---- Supplied records
//! Bonus Mechanisms
//!
//! Grocery catalogs describe promotions as free-text Dutch marketing
//! strings ("1 + 1 gratis", "2e Halve Prijs", "25% korting"). This module
//! recognises the known mechanisms and prices them against a shelf price.

use std::{str::FromStr, sync::LazyLock};

use decimal_percentage::Percentage;
use regex::{Captures, Regex};
use rust_decimal::{Decimal, prelude::ToPrimitive};
use serde::Serialize;
use thiserror::Error;

use crate::locale::parse_decimal;

static MULTI_BUY_FREE: LazyLock<Regex> =
    LazyLock::new(|| Regex::new(r"(?i)^(\d+)\s*\+\s*(\d+)\s+gratis$").expect("valid pattern"));

static SECOND_HALF_PRICE: LazyLock<Regex> =
    LazyLock::new(|| Regex::new(r"(?i)^2e\s+halve\s+prijs$").expect("valid pattern"));

static SECOND_FREE: LazyLock<Regex> =
    LazyLock::new(|| Regex::new(r"(?i)^2e\s+gratis$").expect("valid pattern"));

static COUNT_FOR_AMOUNT: LazyLock<Regex> = LazyLock::new(|| {
    Regex::new(r"(?i)^(\d+)\s+voor\s+(\d+(?:[.,]\d+)?)$").expect("valid pattern")
});

static FOR_AMOUNT: LazyLock<Regex> =
    LazyLock::new(|| Regex::new(r"(?i)^voor\s+(\d+(?:[.,]\d+)?)$").expect("valid pattern"));

static PERCENT_OFF: LazyLock<Regex> = LazyLock::new(|| {
    Regex::new(r"(?i)^(\d+(?:[.,]\d+)?)\s*%\s+korting$").expect("valid pattern")
});

static VOLUME_ADVANTAGE: LazyLock<Regex> = LazyLock::new(|| {
    Regex::new(r"(?i)^(\d+(?:[.,]\d+)?)\s*%\s+volume\s*voordeel$").expect("valid pattern")
});

/// Errors from parsing a bonus mechanism string.
#[derive(Debug, Error, PartialEq, Eq)]
pub enum MechanismError {
    /// The string is not one of the recognised promotion patterns.
    #[error("unrecognised bonus mechanism: {0:?}")]
    Unrecognised(String),

    /// A matched item count does not fit the supported quantity range.
    #[error("count out of range in bonus mechanism: {0:?}")]
    CountOutOfRange(String),
}

/// A recognised promotional pricing scheme.
#[derive(Debug, Clone, Copy, PartialEq)]
pub enum BonusMechanism {
    /// "N + M gratis": pay for N items, receive N + M.
    MultiBuyFree {
        /// Items paid at the shelf price.
        paid: u32,

        /// Items received for free.
        free: u32,
    },

    /// "2e Halve Prijs": second item at half the shelf price.
    SecondHalfPrice,

    /// "2e Gratis": second item free.
    SecondFree,

    /// "N voor X,XX": a fixed total for a fixed count of items.
    CountForAmount {
        /// Number of items covered by the amount.
        count: u32,

        /// Total paid for `count` items.
        total: f64,
    },

    /// "voor X,XX": a single item at a promotional amount.
    ForAmount {
        /// Promotional price for one item.
        total: f64,
    },

    /// "P% korting": a percentage off the shelf price.
    PercentOff(Percentage),

    /// "P% volume voordeel": a volume-advantage percentage off.
    VolumeAdvantage(Percentage),
}

impl FromStr for BonusMechanism {
    type Err = MechanismError;

    /// Patterns are tried in a fixed order on the trimmed input; the first
    /// match wins. The patterns are anchored, so they are mutually
    /// exclusive by construction.
    fn from_str(raw: &str) -> Result<Self, Self::Err> {
        let mechanism = raw.trim();

        if let Some(caps) = MULTI_BUY_FREE.captures(mechanism) {
            let paid = captured_count(&caps, 1, raw)?;
            let free = captured_count(&caps, 2, raw)?;

            return Ok(Self::MultiBuyFree { paid, free });
        }

        if SECOND_HALF_PRICE.is_match(mechanism) {
            return Ok(Self::SecondHalfPrice);
        }

        if SECOND_FREE.is_match(mechanism) {
            return Ok(Self::SecondFree);
        }

        if let Some(caps) = COUNT_FOR_AMOUNT.captures(mechanism) {
            let count = captured_count(&caps, 1, raw)?;

            if let Some(total) = captured_decimal(&caps, 2) {
                return Ok(Self::CountForAmount { count, total });
            }
        }

        if let Some(caps) = FOR_AMOUNT.captures(mechanism)
            && let Some(total) = captured_decimal(&caps, 1)
        {
            return Ok(Self::ForAmount { total });
        }

        if let Some(caps) = PERCENT_OFF.captures(mechanism)
            && let Some(percent) = captured_decimal(&caps, 1)
        {
            return Ok(Self::PercentOff(Percentage::from(percent / 100.0)));
        }

        if let Some(caps) = VOLUME_ADVANTAGE.captures(mechanism)
            && let Some(percent) = captured_decimal(&caps, 1)
        {
            return Ok(Self::VolumeAdvantage(Percentage::from(percent / 100.0)));
        }

        Err(MechanismError::Unrecognised(raw.to_string()))
    }
}

impl BonusMechanism {
    /// Prices this mechanism against a shelf price.
    ///
    /// The shelf price is the regular single-item price; supplying a
    /// positive, finite value is the caller's responsibility.
    #[must_use]
    pub fn deal(&self, shelf_price: f64) -> BonusDeal {
        match *self {
            Self::MultiBuyFree { paid, free } => quantity_deal(
                paid.saturating_add(free),
                shelf_price * f64::from(paid),
                shelf_price,
            ),
            Self::SecondHalfPrice => quantity_deal(2, shelf_price * 1.5, shelf_price),
            Self::SecondFree => quantity_deal(2, shelf_price, shelf_price),
            Self::CountForAmount { count, total } => quantity_deal(count, total, shelf_price),
            Self::ForAmount { total } => quantity_deal(1, total, shelf_price),
            Self::PercentOff(percent) | Self::VolumeAdvantage(percent) => {
                percent_deal(percent, shelf_price)
            }
        }
    }
}

/// The effective pricing of a bonus mechanism against a shelf price.
#[derive(Debug, Clone, Copy, PartialEq, Serialize)]
pub struct BonusDeal {
    /// Effective price per single item.
    pub unit_price: f64,

    /// Number of items bought to obtain the deal.
    pub quantity: u32,

    /// Total paid for `quantity` items.
    pub total_price: f64,

    /// Savings relative to the shelf price, in percent points.
    pub savings_percent: f64,
}

/// Prices a promotional mechanism string against a shelf price.
///
/// Returns `None` when the mechanism is not one of the recognised
/// patterns, including the empty string. Never panics for any
/// string/number input.
#[must_use]
pub fn calculate_bonus_deal(mechanism: &str, shelf_price: f64) -> Option<BonusDeal> {
    mechanism
        .parse::<BonusMechanism>()
        .ok()
        .map(|mechanism| mechanism.deal(shelf_price))
}

/// Deal for mechanisms where savings follow from the effective unit price.
fn quantity_deal(quantity: u32, total_price: f64, shelf_price: f64) -> BonusDeal {
    let unit_price = total_price / f64::from(quantity);

    BonusDeal {
        unit_price,
        quantity,
        total_price,
        savings_percent: (1.0 - unit_price / shelf_price) * 100.0,
    }
}

/// Deal for percentage mechanisms. The advertised percentage is reported
/// verbatim rather than recomputed from the unit price.
fn percent_deal(percent: Percentage, shelf_price: f64) -> BonusDeal {
    let fraction = (percent * Decimal::ONE).to_f64().unwrap_or(0.0);
    let unit_price = shelf_price * (1.0 - fraction);

    BonusDeal {
        unit_price,
        quantity: 1,
        total_price: unit_price,
        savings_percent: fraction * 100.0,
    }
}

fn captured_count(caps: &Captures<'_>, group: usize, raw: &str) -> Result<u32, MechanismError> {
    caps.get(group)
        .and_then(|count| count.as_str().parse::<u32>().ok())
        .ok_or_else(|| MechanismError::CountOutOfRange(raw.to_string()))
}

fn captured_decimal(caps: &Captures<'_>, group: usize) -> Option<f64> {
    caps.get(group).and_then(|m| parse_decimal(m.as_str()))
}

#[cfg(test)]
mod tests {
    use testresult::TestResult;

    use super::*;

    fn approx(left: f64, right: f64) -> bool {
        (left - right).abs() < 1e-6
    }

    #[test]
    fn parses_multi_buy_free() -> TestResult {
        assert_eq!(
            "1 + 1 gratis".parse::<BonusMechanism>()?,
            BonusMechanism::MultiBuyFree { paid: 1, free: 1 }
        );

        assert_eq!(
            "3+1 gratis".parse::<BonusMechanism>()?,
            BonusMechanism::MultiBuyFree { paid: 3, free: 1 }
        );

        Ok(())
    }

    #[test]
    fn parses_positional_mechanisms_case_insensitively() -> TestResult {
        assert_eq!(
            "2e Halve Prijs".parse::<BonusMechanism>()?,
            BonusMechanism::SecondHalfPrice
        );

        assert_eq!(
            "2E HALVE PRIJS".parse::<BonusMechanism>()?,
            BonusMechanism::SecondHalfPrice
        );

        assert_eq!(
            "2e Gratis".parse::<BonusMechanism>()?,
            BonusMechanism::SecondFree
        );

        Ok(())
    }

    #[test]
    fn parses_amount_mechanisms_with_comma_decimals() -> TestResult {
        assert_eq!(
            "2 VOOR 4,50".parse::<BonusMechanism>()?,
            BonusMechanism::CountForAmount {
                count: 2,
                total: 4.5
            }
        );

        assert_eq!(
            "voor 1.99".parse::<BonusMechanism>()?,
            BonusMechanism::ForAmount { total: 1.99 }
        );

        Ok(())
    }

    #[test]
    fn parses_percentage_mechanisms() -> TestResult {
        assert_eq!(
            "25% korting".parse::<BonusMechanism>()?,
            BonusMechanism::PercentOff(Percentage::from(0.25))
        );

        assert_eq!(
            "10% volume voordeel".parse::<BonusMechanism>()?,
            BonusMechanism::VolumeAdvantage(Percentage::from(0.10))
        );

        assert_eq!(
            "10% volumevoordeel".parse::<BonusMechanism>()?,
            BonusMechanism::VolumeAdvantage(Percentage::from(0.10))
        );

        Ok(())
    }

    #[test]
    fn trims_surrounding_whitespace() -> TestResult {
        assert_eq!(
            "  2e gratis  ".parse::<BonusMechanism>()?,
            BonusMechanism::SecondFree
        );

        Ok(())
    }

    #[test]
    fn rejects_unrecognised_mechanisms() {
        for raw in ["", "gratis bezorging", "2e artikel", "op=op", "voor jou"] {
            assert!(
                matches!(
                    raw.parse::<BonusMechanism>(),
                    Err(MechanismError::Unrecognised(_))
                ),
                "expected {raw:?} to be unrecognised"
            );
        }
    }

    #[test]
    fn rejects_counts_that_overflow() {
        let raw = "99999999999 + 1 gratis";

        assert!(matches!(
            raw.parse::<BonusMechanism>(),
            Err(MechanismError::CountOutOfRange(_))
        ));
    }

    #[test]
    fn one_plus_one_gratis_halves_the_price() -> TestResult {
        let deal = calculate_bonus_deal("1 + 1 gratis", 1.99).ok_or("expected deal")?;

        assert_eq!(deal.quantity, 2);
        assert!(approx(deal.total_price, 1.99));
        assert!(approx(deal.unit_price, 0.995));
        assert!(approx(deal.savings_percent, 50.0));

        Ok(())
    }

    #[test]
    fn second_half_price_saves_a_quarter() -> TestResult {
        let deal = calculate_bonus_deal("2e Halve Prijs", 11.99).ok_or("expected deal")?;

        assert_eq!(deal.quantity, 2);
        assert!(approx(deal.total_price, 17.985));
        assert!(approx(deal.unit_price, 8.9925));
        assert!(approx(deal.savings_percent, 25.0));

        Ok(())
    }

    #[test]
    fn percent_off_reports_the_advertised_percentage() -> TestResult {
        let deal = calculate_bonus_deal("25% korting", 17.99).ok_or("expected deal")?;

        assert_eq!(deal.quantity, 1);
        assert!(approx(deal.unit_price, 13.4925));
        assert!(approx(deal.savings_percent, 25.0));

        Ok(())
    }

    #[test]
    fn fractional_percentages_are_supported() -> TestResult {
        let deal = calculate_bonus_deal("12.5% korting", 10.0).ok_or("expected deal")?;

        assert!(approx(deal.unit_price, 8.75));
        assert!(approx(deal.savings_percent, 12.5));

        Ok(())
    }

    #[test]
    fn count_for_amount_divides_the_total() -> TestResult {
        let deal = calculate_bonus_deal("3 voor 5,00", 2.49).ok_or("expected deal")?;

        assert_eq!(deal.quantity, 3);
        assert!(approx(deal.total_price, 5.0));
        assert!(approx(deal.unit_price, 5.0 / 3.0));

        Ok(())
    }

    #[test]
    fn unit_price_times_quantity_equals_total_for_all_mechanisms() -> TestResult {
        let mechanisms = [
            "1 + 1 gratis",
            "3 + 1 gratis",
            "2e Halve Prijs",
            "2e Gratis",
            "2 voor 4,50",
            "voor 0,89",
            "25% korting",
            "10% volume voordeel",
        ];

        for mechanism in mechanisms {
            let deal = calculate_bonus_deal(mechanism, 2.39)
                .ok_or_else(|| format!("expected deal for {mechanism:?}"))?;

            assert!(
                approx(deal.unit_price * f64::from(deal.quantity), deal.total_price),
                "invariant violated for {mechanism:?}"
            );
        }

        Ok(())
    }

    #[test]
    fn unrecognised_mechanisms_yield_no_deal() {
        assert_eq!(calculate_bonus_deal("", 1.99), None);
        assert_eq!(calculate_bonus_deal("nu extra voordelig", 1.99), None);
    }
}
--------
▶ **What to produce**: Scan the material above for the string "Serialize" and return the lines that hold it.

▶ **Response box**:
use serde::Serialize;
#[derive(Debug, Clone, Copy, PartialEq, Serialize)]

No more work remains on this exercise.